Assembly.Load() followed by Assembly.LoadFrom()?

Assembly.Load() takes an assembly display name as input, while Assembly.LoadFrom() takes a file path as input.

 

Typically the application will only call one of them, but not one after the other.

 

I have seen a few cases where people want to do an Assembly.Load(). If that fails they will re-try with Assembly.LoadFrom().

 

The usual case is that the application gets the input from somewhere, could be user input, or a string from database etc. But the application has no idea whether the input is a display name or a file path. So it does the fall back thing.

 

A design that can not distinguish a display name from a file path does not sound like a good design to me. But understood that sometimes there is no choice.

 

But you still have several different ways to do the fallback.

 

  1. call File.Exists() on the input. If that succeeds, assume it is a file and call Assembly.LoadFrom().
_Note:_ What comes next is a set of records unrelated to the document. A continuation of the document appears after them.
//! SOAP messages for Exchange Web Services.
//!
//! This module builds the `FindItem` and `GetFolder` requests and parses
//! their responses. Element names are matched on their local part, so the
//! namespace prefixes chosen by the server do not matter.

use std::io::Cursor;

use chrono::{DateTime, SecondsFormat, Utc};
use quick_xml::Reader;
use quick_xml::Writer;
use quick_xml::events::{BytesDecl, BytesEnd, BytesStart, BytesText, Event};

use crate::error::{ProviderError, ProviderResult};

/// SOAP envelope namespace.
pub const SOAP_NS: &str = "http://schemas.xmlsoap.org/soap/envelope/";
/// EWS types namespace.
pub const TYPES_NS: &str = "http://schemas.microsoft.com/exchange/services/2006/types";
/// EWS messages namespace.
pub const MESSAGES_NS: &str = "http://schemas.microsoft.com/exchange/services/2006/messages";

/// Oldest schema version that has every requested property.
const SERVER_VERSION: &str = "Exchange2010_SP2";

/// Calendar item properties requested from `FindItem`.
const ITEM_FIELDS: [&str; 6] = [
    "item:Subject",
    "calendar:Start",
    "calendar:End",
    "calendar:MyResponseType",
    "calendar:LegacyFreeBusyStatus",
    "item:IsFromMe",
];

type XmlWriter = Writer<Cursor<Vec<u8>>>;

/// A calendar item as returned by `FindItem`, fields left as text.
#[derive(Debug, Clone, Default, PartialEq, Eq)]
pub struct EwsItem {
    pub subject: Option<String>,
    pub start: Option<String>,
    pub end: Option<String>,
    pub my_response_type: Option<String>,
    pub legacy_free_busy_status: Option<String>,
    pub is_from_me: Option<bool>,
}

/// Builds a `FindItem` request listing the calendar between two instants.
///
/// `CalendarView` makes the server expand recurring series.
pub fn find_item_body(
    start: DateTime<Utc>,
    end: DateTime<Utc>,
    max_entries: usize,
) -> ProviderResult<String> {
    envelope(|w| {
        let mut find = BytesStart::new("m:FindItem");
        find.push_attribute(("Traversal", "Shallow"));
        w.write_event(Event::Start(find))?;

        w.write_event(Event::Start(BytesStart::new("m:ItemShape")))?;
        write_text_element(w, "t:BaseShape", "IdOnly")?;
        w.write_event(Event::Start(BytesStart::new("t:AdditionalProperties")))?;
        for field in ITEM_FIELDS {
            let mut uri = BytesStart::new("t:FieldURI");
            uri.push_attribute(("FieldURI", field));
            w.write_event(Event::Empty(uri))?;
        }
        w.write_event(Event::End(BytesEnd::new("t:AdditionalProperties")))?;
        w.write_event(Event::End(BytesEnd::new("m:ItemShape")))?;

        let mut view = BytesStart::new("m:CalendarView");
        view.push_attribute(("MaxEntriesReturned", max_entries.to_string().as_str()));
        view.push_attribute(("StartDate", format_ews_datetime(start).as_str()));
        view.push_attribute(("EndDate", format_ews_datetime(end).as_str()));
        w.write_event(Event::Empty(view))?;

        write_calendar_folder_ids(w)?;
        w.write_event(Event::End(BytesEnd::new("m:FindItem")))?;
        Ok(())
    })
}

/// Builds a `GetFolder` request for the calendar folder.
///
/// Used to check credentials without listing any item.
pub fn get_folder_body() -> ProviderResult<String> {
    envelope(|w| {
        w.write_event(Event::Start(BytesStart::new("m:GetFolder")))?;
        w.write_event(Event::Start(BytesStart::new("m:FolderShape")))?;
        write_text_element(w, "t:BaseShape", "IdOnly")?;
        w.write_event(Event::End(BytesEnd::new("m:FolderShape")))?;
        write_calendar_folder_ids(w)?;
        w.write_event(Event::End(BytesEnd::new("m:GetFolder")))?;
        Ok(())
    })
}

/// Wraps the body written by `body` in a SOAP envelope.
fn envelope(body: impl FnOnce(&mut XmlWriter) -> std::io::Result<()>) -> ProviderResult<String> {
    let mut writer = Writer::new(Cursor::new(Vec::new()));

    let write = |w: &mut XmlWriter| -> std::io::Result<()> {
        w.write_event(Event::Decl(BytesDecl::new("1.0", Some("utf-8"), None)))?;

        let mut env = BytesStart::new("soap:Envelope");
        env.push_attribute(("xmlns:soap", SOAP_NS));
        env.push_attribute(("xmlns:t", TYPES_NS));
        env.push_attribute(("xmlns:m", MESSAGES_NS));
        w.write_event(Event::Start(env))?;

        w.write_event(Event::Start(BytesStart::new("soap:Header")))?;
        let mut version = BytesStart::new("t:RequestServerVersion");
        version.push_attribute(("Version", SERVER_VERSION));
        w.write_event(Event::Empty(version))?;
        w.write_event(Event::End(BytesEnd::new("soap:Header")))?;

        w.write_event(Event::Start(BytesStart::new("soap:Body")))?;
        body(w)?;
        w.write_event(Event::End(BytesEnd::new("soap:Body")))?;
        w.write_event(Event::End(BytesEnd::new("soap:Envelope")))
    };

    write(&mut writer)
        .map_err(|e| ProviderError::internal(format!("failed to build SOAP request: {}", e)))?;

    String::from_utf8(writer.into_inner().into_inner())
        .map_err(|e| ProviderError::internal(format!("SOAP request is not UTF-8: {}", e)))
}

fn write_calendar_folder_ids(w: &mut XmlWriter) -> std::io::Result<()> {
    w.write_event(Event::Start(BytesStart::new("m:ParentFolderIds")))?;
    let mut folder = BytesStart::new("t:DistinguishedFolderId");
    folder.push_attribute(("Id", "calendar"));
    w.write_event(Event::Empty(folder))?;
    w.write_event(Event::End(BytesEnd::new("m:ParentFolderIds")))
}

fn write_text_element(w: &mut XmlWriter, name: &str, text: &str) -> std::io::Result<()> {
    w.write_event(Event::Start(BytesStart::new(name)))?;
    w.write_event(Event::Text(BytesText::new(text)))?;
    w.write_event(Event::End(BytesEnd::new(name)))
}

/// Parses a `FindItem` response into its calendar items.
///
/// # Errors
///
/// Returns an error when a response message has `ResponseClass="Error"`,
/// when the body is a SOAP fault, or when the XML is malformed.
pub fn parse_find_item_response(xml: &str) -> ProviderResult<Vec<EwsItem>> {
    let mut items = Vec::new();
    let mut current: Option<EwsItem> = None;

    parse_response(xml, |node| match node {
        Node::Open("CalendarItem") => current = Some(EwsItem::default()),
        Node::Close("CalendarItem") => items.extend(current.take()),
        Node::Text(element, text) => {
            let Some(item) = current.as_mut() else {
                return;
            };
            match element {
                "Subject" => item.subject = Some(text.to_string()),
                "Start" => item.start = Some(text.to_string()),
                "End" => item.end = Some(text.to_string()),
                "MyResponseType" => item.my_response_type = Some(text.to_string()),
                "LegacyFreeBusyStatus" => item.legacy_free_busy_status = Some(text.to_string()),
                "IsFromMe" => item.is_from_me = Some(text.eq_ignore_ascii_case("true")),
                _ => {}
            }
        }
        _ => {}
    })?;

    Ok(items)
}

/// Checks a response that carries no data, such as `GetFolder`.
pub fn check_response(xml: &str) -> ProviderResult<()> {
    parse_response(xml, |_| {})
}

/// Returns the `faultstring` of a SOAP fault, if the body is one.
pub fn parse_fault(xml: &str) -> Option<String> {
    let mut reader = Reader::from_str(xml);
    reader.config_mut().trim_text(true);

    let mut in_fault_string = false;
    loop {
        match reader.read_event() {
            Ok(Event::Start(e)) => in_fault_string = local_name(e.name().as_ref()) == "faultstring",
            Ok(Event::Text(e)) if in_fault_string => {
                return e.unescape().ok().map(|t| t.into_owned());
            }
            Ok(Event::End(_)) => in_fault_string = false,
            Ok(Event::Eof) | Err(_) => return None,
            _ => {}
        }
    }
}

/// Error details of the first failed response message.
#[derive(Debug, Default)]
struct ResponseError {
    code: Option<String>,
    message: Option<String>,
}

/// What [`parse_response`] reports while walking a document.
///
/// Names are local names. Empty elements open and close immediately.
#[derive(Debug)]
enum Node<'a> {
    Open(&'a str),
    Close(&'a str),
    Text(&'a str, &'a str),
}

/// Walks a SOAP response and fails on faults and error response messages.
fn parse_response(xml: &str, mut on_node: impl FnMut(Node<'_>)) -> ProviderResult<()> {
    let mut reader = Reader::from_str(xml);
    reader.config_mut().trim_text(true);

    let mut current_element: Option<String> = None;
    let mut error: Option<ResponseError> = None;
    let mut in_error_message = false;
    let mut fault: Option<String> = None;

    loop {
        let event = reader.read_event().map_err(|e| {
            ProviderError::invalid_response(format!(
                "malformed XML at position {}: {}",
                reader.buffer_position(),
                e
            ))
        })?;

        match event {
            Event::Start(e) => {
                let name = local_name(e.name().as_ref()).to_string();
                if name.ends_with("ResponseMessage") {
                    let class = e
                        .try_get_attribute("ResponseClass")
                        .ok()
                        .flatten()
                        .and_then(|a| a.unescape_value().ok().map(|v| v.into_owned()));
                    in_error_message = class.as_deref() == Some("Error");
                    if in_error_message && error.is_none() {
                        error = Some(ResponseError::default());
                    }
                }
                on_node(Node::Open(&name));
                current_element = Some(name);
            }
            Event::Empty(e) => {
                let name = local_name(e.name().as_ref()).to_string();
                on_node(Node::Open(&name));
                on_node(Node::Close(&name));
            }
            Event::End(e) => {
                let name = local_name(e.name().as_ref()).to_string();
                if name.ends_with("ResponseMessage") {
                    in_error_message = false;
                }
                on_node(Node::Close(&name));
                current_element = None;
            }
            Event::Text(e) => {
                let Some(element) = current_element.as_deref() else {
                    continue;
                };
                let text = e.unescape().map_err(|e| {
                    ProviderError::invalid_response(format!("invalid XML text: {}", e))
                })?;

                match element {
                    "faultstring" => fault = Some(text.to_string()),
                    "ResponseCode" | "MessageText" if in_error_message => {
                        if let Some(err) = error.as_mut() {
                            if element == "ResponseCode" {
                                err.code.get_or_insert_with(|| text.to_string());
                            } else {
                                err.message.get_or_insert_with(|| text.to_string());
                            }
                        }
                    }
                    _ => on_node(Node::Text(element, &text)),
                }
            }
            Event::Eof => break,
            _ => {}
        }
    }

    if let Some(fault) = fault {
        return Err(ProviderError::server(format!("SOAP fault: {}", fault)));
    }
    match error {
        Some(err) => Err(response_error(err)),
        None => Ok(()),
    }
}

/// Maps an EWS response code to a provider error.
fn response_error(err: ResponseError) -> ProviderError {
    let code = err.code.unwrap_or_else(|| "UnknownError".to_string());
    let message = match err.message {
        Some(text) => format!("{}: {}", code, text),
        None => code.clone(),
    };

    match code.as_str() {
        "ErrorServerBusy" => ProviderError::rate_limited(message),
        "ErrorAccessDenied" | "ErrorFolderNotFound" | "ErrorNonExistentMailbox" => {
            ProviderError::authorization(message)
        }
        "ErrorInvalidCredentials" | "ErrorNoCredentials" => ProviderError::authentication(message),
        _ => ProviderError::server(message),
    }
}

/// Extracts the local name from a potentially prefixed element name.
fn local_name(name: &[u8]) -> &str {
    let name = std::str::from_utf8(name).unwrap_or_default();
    name.rsplit(':').next().unwrap_or(name)
}

/// Formats an instant as EWS expects it (`xs:dateTime` in UTC).
fn format_ews_datetime(dt: DateTime<Utc>) -> String {
    dt.to_rfc3339_opts(SecondsFormat::Secs, true)
}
Otherwise, assume it is a display name and call Assembly.Load().
  2. call Assembly.Load(), if that fails, try Assembly.LoadFrom().
  3. call Assembly.Load(), and hook up AssemblyResolveEvent to fallback to Assembly.LoadFrom()
  4. call Assembly.LoadFrom(), if that fails, try Assembly.Load().

 

Personally I favor 1). But if the input is a URL then you can’t use 1).

 

2) and 3) have subtle differences.

 

In 2) you have to catch an exception returned from Assembly.LoadFrom(). In 3) you may not need.

 

On the other hand, 3) will affect every other unrelated Assembly.Load(). More importantly, the display name you get in the ResolveEventArgs is not the original one. It has been processed by fusion, which may or may not be the same as the original one.

 

That is, I definitely prefer 2) over 3).